### Human Activity Recognition
---
The aim of this project was labelling different human activities upon the data register by 5 dimensional signals a 2-axes accelerometer and a 3-axes gyroscope.

The set of activities recorded for labelling were:

- running
- walking
- standing
- sitting
- lying

The data provided for this assignment corresponded to 10 different people, 8 of them labelled and 2 of them unlabelled. Each of the recordings lasted less than 20 minutes.

In [2]:
import numpy as np
import time
import matplotlib.pyplot as plt
import os
from scipy.io import loadmat, savemat
import seaborn as sns
import pandas as pd
from scipy import stats
from sklearn.preprocessing import RobustScaler, OneHotEncoder
from keras.preprocessing import sequence
import tensorflow as tf
import keras
from sklearn.metrics import confusion_matrix
%matplotlib inline

ModuleNotFoundError: No module named 'google'

#### Load the dataset.

The labelled data was transferred into a pandas dataframe, which resulted into a matrix of 141,426 rows and 8 columns. Each row corresponded to a measurement performed every 0.0625s, as the recording frequency was 16 Hz.

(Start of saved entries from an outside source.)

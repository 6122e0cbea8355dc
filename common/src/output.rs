use embedded_hal::digital::{OutputPin, PinState};
use log::warn;
use serde::{Deserialize, Serialize};

use crate::clock::elapsed_ms;

pub type Callback = Box<dyn FnMut()>;

pub trait OutputDriver {
    fn apply(&mut self, on: bool, now_ms: u32);
}

impl<D: OutputDriver + ?Sized> OutputDriver for Box<D> {
    fn apply(&mut self, on: bool, now_ms: u32) {
        (**self).apply(on, now_ms);
    }
}

pub struct PinOutput<P> {
    pin: P,
    active_high: bool,
}

impl<P: OutputPin> PinOutput<P> {
    /// Drives the pin to its inactive level right away.
    pub fn new(pin: P, active_high: bool) -> Self {
        let mut output = Self { pin, active_high };
        output.write(false);
        output
    }

    pub fn active_high(&self) -> bool {
        self.active_high
    }

    pub fn into_inner(self) -> P {
        self.pin
    }

    fn write(&mut self, on: bool) {
        let level = PinState::from(on == self.active_high);
        if let Err(err) = self.pin.set_state(level) {
            warn!("output pin write failed: {err:?}");
        }
    }
}

impl<P: OutputPin> OutputDriver for PinOutput<P> {
    fn apply(&mut self, on: bool, _now_ms: u32) {
        self.write(on);
    }
}

#[derive(Debug, Clone, Copy, PartialEq, Eq, Serialize, Deserialize)]
#[serde(rename_all = "SCREAMING_SNAKE_CASE")]
pub enum OutputPhase {
    Off,
    On,
    WaitForOn,
}

impl OutputPhase {
    pub fn as_str(self) -> &'static str {
        match self {
            Self::Off => "OFF",
            Self::On => "ON",
            Self::WaitForOn => "WAIT_FOR_ON",
        }
    }
}

/// Mutators do nothing when the output is already in the requested state.
/// A callback must not reach back into the output that is invoking it.
pub struct TimedOutput<D> {
    driver: D,
    state: bool,
    phase: OutputPhase,
    duration_ms: u32,
    power_on_delay_ms: u32,
    once_ms: u32,
    // Activation time while on, wait start while waiting for on.
    since_ms: u32,
    on_label: String,
    off_label: String,
    on_power_on: Option<Callback>,
    on_power_off: Option<Callback>,
    on_power_changed: Option<Callback>,
    on_auto_off: Option<Callback>,
}

impl<D: OutputDriver> TimedOutput<D> {
    pub fn new(driver: D) -> Self {
        Self {
            driver,
            state: false,
            phase: OutputPhase::Off,
            duration_ms: 0,
            power_on_delay_ms: 0,
            once_ms: 0,
            since_ms: 0,
            on_label: "ON".to_string(),
            off_label: "OFF".to_string(),
            on_power_on: None,
            on_power_off: None,
            on_power_changed: None,
            on_auto_off: None,
        }
    }

    pub fn with_duration(mut self, duration_ms: u32) -> Self {
        self.set_duration(duration_ms);
        self
    }

    pub fn with_power_on_delay(mut self, delay_ms: u32) -> Self {
        self.set_power_on_delay(delay_ms);
        self
    }

    pub fn set_duration(&mut self, duration_ms: u32) {
        self.duration_ms = duration_ms;
    }

    pub fn duration_ms(&self) -> u32 {
        self.duration_ms
    }

    pub fn set_power_on_delay(&mut self, delay_ms: u32) {
        self.power_on_delay_ms = delay_ms;
    }

    pub fn power_on_delay_ms(&self) -> u32 {
        self.power_on_delay_ms
    }

    pub fn set_labels(&mut self, on_label: impl Into<String>, off_label: impl Into<String>) {
        self.on_label = on_label.into();
        self.off_label = off_label.into();
    }

    pub fn on_power_on(&mut self, callback: impl FnMut() + 'static) {
        self.on_power_on = Some(Box::new(callback));
    }

    pub fn on_power_off(&mut self, callback: impl FnMut() + 'static) {
        self.on_power_off = Some(Box::new(callback));
    }

    pub fn on_power_changed(&mut self, callback: impl FnMut() + 'static) {
        self.on_power_changed = Some(Box::new(callback));
    }

    pub fn on_auto_off(&mut self, callback: impl FnMut() + 'static) {
        self.on_auto_off = Some(Box::new(callback));
    }

    pub fn on(&mut self, now_ms: u32) {
        if self.phase != OutputPhase::On && self.power_on_delay_ms > 0 {
            if self.phase == OutputPhase::Off {
                self.phase = OutputPhase::WaitForOn;
                self.since_ms = now_ms;
            }
            return;
        }

        if self.state {
            return;
        }

        self.activate(now_ms);
    }

    /// Like [`Self::on`], but the next auto-off uses `duration_ms` instead of
    /// the configured duration. Re-arms the deadline when already on.
    pub fn on_once(&mut self, duration_ms: u32, now_ms: u32) {
        self.once_ms = duration_ms;
        if self.state {
            self.since_ms = now_ms;
            return;
        }
        self.on(now_ms);
    }

    pub fn on_percentage(&mut self, percentage: u8, now_ms: u32) {
        if !(1..=100).contains(&percentage) || self.duration_ms == 0 {
            return;
        }

        let once_ms = (u64::from(self.duration_ms) * u64::from(percentage) / 100).max(1) as u32;
        self.on_once(once_ms, now_ms);
    }

    pub fn force_on(&mut self, now_ms: u32) {
        if !self.state {
            self.on(now_ms);
            return;
        }

        self.driver.apply(true, now_ms);
        fire(&mut self.on_power_on);
        fire(&mut self.on_power_changed);
    }

    pub fn off(&mut self, now_ms: u32) {
        if self.phase == OutputPhase::WaitForOn {
            self.phase = OutputPhase::Off;
            self.once_ms = 0;
            return;
        }

        if !self.state {
            return;
        }

        self.state = false;
        self.phase = OutputPhase::Off;
        self.once_ms = 0;
        self.driver.apply(false, now_ms);
        fire(&mut self.on_power_off);
        fire(&mut self.on_power_changed);
    }

    pub fn toggle(&mut self, now_ms: u32) {
        if self.state {
            self.off(now_ms);
        } else {
            self.on(now_ms);
        }
    }

    pub fn set_state(&mut self, on: bool, now_ms: u32) {
        if on {
            self.on(now_ms);
        } else {
            self.off(now_ms);
        }
    }

    /// Anything starting with `ON` switches on, everything else switches off.
    pub fn set_state_str(&mut self, state: &str, now_ms: u32) {
        self.set_state(state.starts_with("ON"), now_ms);
    }

    pub fn tick(&mut self, now_ms: u32) {
        if self.state {
            let elapsed = elapsed_ms(now_ms, self.since_ms);
            let expired = if self.once_ms > 0 {
                elapsed >= self.once_ms
            } else {
                self.duration_ms > 0 && elapsed >= self.duration_ms
            };

            if expired {
                self.off(now_ms);
                fire(&mut self.on_auto_off);
            }
        }

        if self.phase == OutputPhase::WaitForOn
            && elapsed_ms(now_ms, self.since_ms) >= self.power_on_delay_ms
        {
            self.phase = OutputPhase::On;
            self.on(now_ms);
        }
    }

    pub fn is_on(&self) -> bool {
        self.state
    }

    pub fn phase(&self) -> OutputPhase {
        self.phase
    }

    pub fn state_label(&self) -> &str {
        if self.state {
            &self.on_label
        } else {
            &self.off_label
        }
    }

    pub fn remaining_ms(&self, now_ms: u32) -> Option<u32> {
        if !self.state {
            return None;
        }

        let window = if self.once_ms > 0 {
            self.once_ms
        } else {
            self.duration_ms
        };
        if window == 0 {
            return None;
        }

        Some(window.saturating_sub(elapsed_ms(now_ms, self.since_ms)))
    }

    pub fn driver(&self) -> &D {
        &self.driver
    }

    pub fn driver_mut(&mut self) -> &mut D {
        &mut self.driver
    }

    fn activate(&mut self, now_ms: u32) {
        self.state = true;
        self.phase = OutputPhase::On;
        self.since_ms = now_ms;
        self.driver.apply(true, now_ms);
        fire(&mut self.on_power_on);
        fire(&mut self.on_power_changed);
    }
}

pub(crate) fn fire(callback: &mut Option<Callback>) {
    if let Some(callback) = callback.as_mut() {
        callback();
    }
}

On the other hand, the first five columns corresponded to the sensors that recorded the movements and the remaining three accounted for the user number, the labelled activity and the timestamp.

In [None]:
# Mount the drive folder
drive.mount('/content/drive')
os.chdir('/content/drive/My Drive/Colab Notebooks/DASS/Assignment 2')

# Open the file and read in data
data = loadmat('HAR_database.mat')

In [None]:
# Retrieve basic information about the raw dataset
n_people = len(data['database_training'])
n_sensors = len(data['database_training'][0][0])
len_seq = [len(data['database_training'][i][0][0]) for i in range(n_people)]

print("Information about the dataset")
print("==========================")
print('n_people: %i \nn_sensors: %i '%(n_people, n_sensors))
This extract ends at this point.